Recent research has shown that DNA methylation, an epigenetic modification that alters how DNA is read and expressed without altering the underlying sequence, can show age-related changes. A subset of these modifications is so accurate that chronological age in humans can be predicted +/– 3.6 years from any tissue or fluid in the body. This is by far the best biomarker of age available and is referred to as the epigenetic clock. Interestingly, analysis of DNA methylation can also provide information on biological age, which is a measure of how well your body functions compared to your chronological age. For instance, people suffering from fatty liver disease have a faster-ticking clock, while centenarians have a slower clock.
But, how does this epigenetic clock work? And is it possible to change the ticking rate? Researchers at the Babraham Institute and the European Bioinformatics Institute have now identified a mouse epigenetic aging clock. This work shows that changes in DNA methylation at 329 sites in the genome are predictive of age in the mouse with an accuracy of +/– 3.3 weeks.
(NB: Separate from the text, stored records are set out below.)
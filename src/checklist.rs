// Checklist data model: input lines, the batch job and its per-item results.

use crate::error::{HoplaError, RequestError, Result};
use serde_json::Value;
use std::fs;
use std::path::Path;

/// Split checklist file content into lines, trimming each and dropping blank
/// ones. Order is preserved.
pub fn parse_lines(text: &str) -> Vec<String> {
    text.lines()
        .map(str::trim)
        .filter(|line| !line.is_empty())
        .map(str::to_string)
        .collect()
}

/// Read a checklist file and return its non-blank lines.
pub fn read_checklist_file(path: &Path) -> Result<Vec<String>> {
    if !path.is_absolute() {
        return Err(HoplaError::InvalidJob(format!(
            "checklist file must be an absolute path, got {}",
            path.display()
        )));
    }
    let content = fs::read_to_string(path)?;
    Ok(parse_lines(&content))
}

/// One invocation's worth of checklist items for a single To-Do.
///
/// Construction validates everything that would otherwise make the batch
/// fail before its first call; a built job never changes.
#[derive(Debug, Clone, PartialEq, Eq)]
pub struct ChecklistSubmissionJob {
    todo_id: String,
    lines: Vec<String>,
}

impl ChecklistSubmissionJob {
    pub fn new(todo_id: impl Into<String>, lines: Vec<String>) -> Result<Self> {
        let todo_id = todo_id.into().trim().to_string();
        if todo_id.is_empty() {
            return Err(HoplaError::InvalidJob("missing To-Do identifier".into()));
        }
        if lines.is_empty() {
            return Err(HoplaError::InvalidJob("no checklist items given".into()));
        }
        if let Some(pos) = lines.iter().position(|l| l.trim().is_empty()) {
            return Err(HoplaError::InvalidJob(format!(
                "checklist line {} is blank",
                pos + 1
            )));
        }
        Ok(Self { todo_id, lines })
    }

    pub fn todo_id(&self) -> &str {
        &self.todo_id
    }

    pub fn lines(&self) -> &[String] {
        &self.lines
    }

    pub fn len(&self) -> usize {
        self.lines.len()
    }

    pub fn is_empty(&self) -> bool {
        self.lines.is_empty()
    }

    /// API path for adding one checklist item to this job's To-Do.
    pub fn endpoint(&self) -> String {
        format!("/api/v3/tasks/{}/checklist", self.todo_id)
    }
}

#[derive(Debug, Clone, PartialEq, Eq)]
pub enum ItemResult {
    /// Server assigned id of the new checklist item.
    Succeeded(String),
    /// Short diagnostic of why the item was not created.
    Failed(String),
}

impl ItemResult {
    pub fn is_success(&self) -> bool {
        matches!(self, ItemResult::Succeeded(_))
    }
}

/// Results of a finished job, one per input line and in input order.
#[derive(Debug, Clone, PartialEq, Eq)]
pub struct BatchReport {
    todo_id: String,
    lines: Vec<String>,
    results: Vec<ItemResult>,
}

impl BatchReport {
    pub(crate) fn new(job: ChecklistSubmissionJob, results: Vec<ItemResult>) -> Self {
        debug_assert_eq!(job.lines.len(), results.len());
        Self {
            todo_id: job.todo_id,
            lines: job.lines,
            results,
        }
    }

    pub fn todo_id(&self) -> &str {
        &self.todo_id
    }

    pub fn results(&self) -> &[ItemResult] {
        &self.results
    }

    /// Pairs of (line, result).
    pub fn items(&self) -> impl Iterator<Item = (&str, &ItemResult)> {
        self.lines.iter().map(String::as_str).zip(self.results.iter())
    }

    pub fn total(&self) -> usize {
        self.results.len()
    }

    pub fn succeeded(&self) -> usize {
        self.results.iter().filter(|r| r.is_success()).count()
    }

    pub fn failed(&self) -> usize {
        self.total() - self.succeeded()
    }

    pub fn summary(&self) -> String {
        format!(
            "added {} of {} items; {} failed",
            self.succeeded(),
            self.total(),
            self.failed()
        )
    }

    /// 0 when every item was created, 1 otherwise.
    pub fn exit_code(&self) -> i32 {
        if self.failed() == 0 {
            0
        } else {
            1
        }
    }
}

/// Pull the id of the freshly added item out of the task returned by the
/// checklist endpoint. New items are appended, so the last entry with a
/// matching text is ours; the last entry overall is the fallback.
pub fn checklist_item_id(task: &Value, text: &str) -> std::result::Result<String, RequestError> {
    let checklist = task
        .get("checklist")
        .and_then(Value::as_array)
        .ok_or_else(|| RequestError::MalformedBody("response has no checklist".into()))?;

    let item = checklist
        .iter()
        .rev()
        .find(|item| item.get("text").and_then(Value::as_str) == Some(text))
        .or_else(|| checklist.last())
        .ok_or_else(|| RequestError::MalformedBody("checklist in response is empty".into()))?;

    item.get("id")
        .and_then(Value::as_str)
        .map(str::to_string)
        .ok_or_else(|| RequestError::MalformedBody("checklist item has no id".into()))
}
Considering that humans live to approximately 85 years and mice to 3 years, the accuracy of the mouse and human clocks (better than 5%) are surprisingly similar.
Using the mouse model, researchers also showed that lifestyle interventions known to shorten lifespan sped up the clock. For example, removing the ovaries in female mice accelerates the clock, something that is also observed in early menopause in women. And interestingly, a high-fat diet, which we know is detrimental to human health, also accelerates the aging clock. Remarkably, researchers were able to detect changes to the epigenetic clock as early as 9 weeks of age, bearing in mind that the lifespan of a mouse can easily be more than 3 years, this represents a massive reduction in both time and cost which the researchers believe will accelerate future aging discoveries.
Tom Stubbs, Ph.D. student in the Reik group at the Babraham Institute and lead author of the paper, said: “The identification of a human epigenetic aging clock has been a major breakthrough in the aging field. However, with this finding came a number of questions about its conservation, its mechanism, and its function. Our discovery of a mouse epigenetic aging clock is exciting because it suggests that this epigenetic clock may be a fundamental and conserved feature of mammalian aging. Importantly, we have shown that we can detect changes to the ticking rate in response to changes, such as diet; therefore in the future we will be able to determine the mechanism and function of this epigenetic clock and use it to improve human health.”
Marc Jan Bonder, Ph.D., postdoctoral researcher at the European Bioinformatics Institute, added: “Dissecting the mechanism of this mouse epigenetic aging clock will yield valuable insights into the aging process and how it can be manipulated in a human setting to improve healthspan.”
With further study, scientists will be able to understand the inner mechanistic workings of such a clock (for example, using knowledge about enzymes that regulate DNA methylation in the genome) and change its ticking rate in the mouse model. This will reveal whether the clock is causally involved in aging, or whether it is a readout of other underlying physiological processes. These studies will also suggest approaches to wind the aging clock back in order to rejuvenate tissues or even a whole organism.
“It is fascinating to imagine how such a clock could be built from molecular components we know a lot about (the DNA methylation machinery),” noted Prof. Reik. “We can then make subtle changes in these components and see if our mice live shorter, or, more interestingly, longer. Such studies may provide deeper mechanistic insights into the aging process and whether lifespan in a species is in some way programmed.”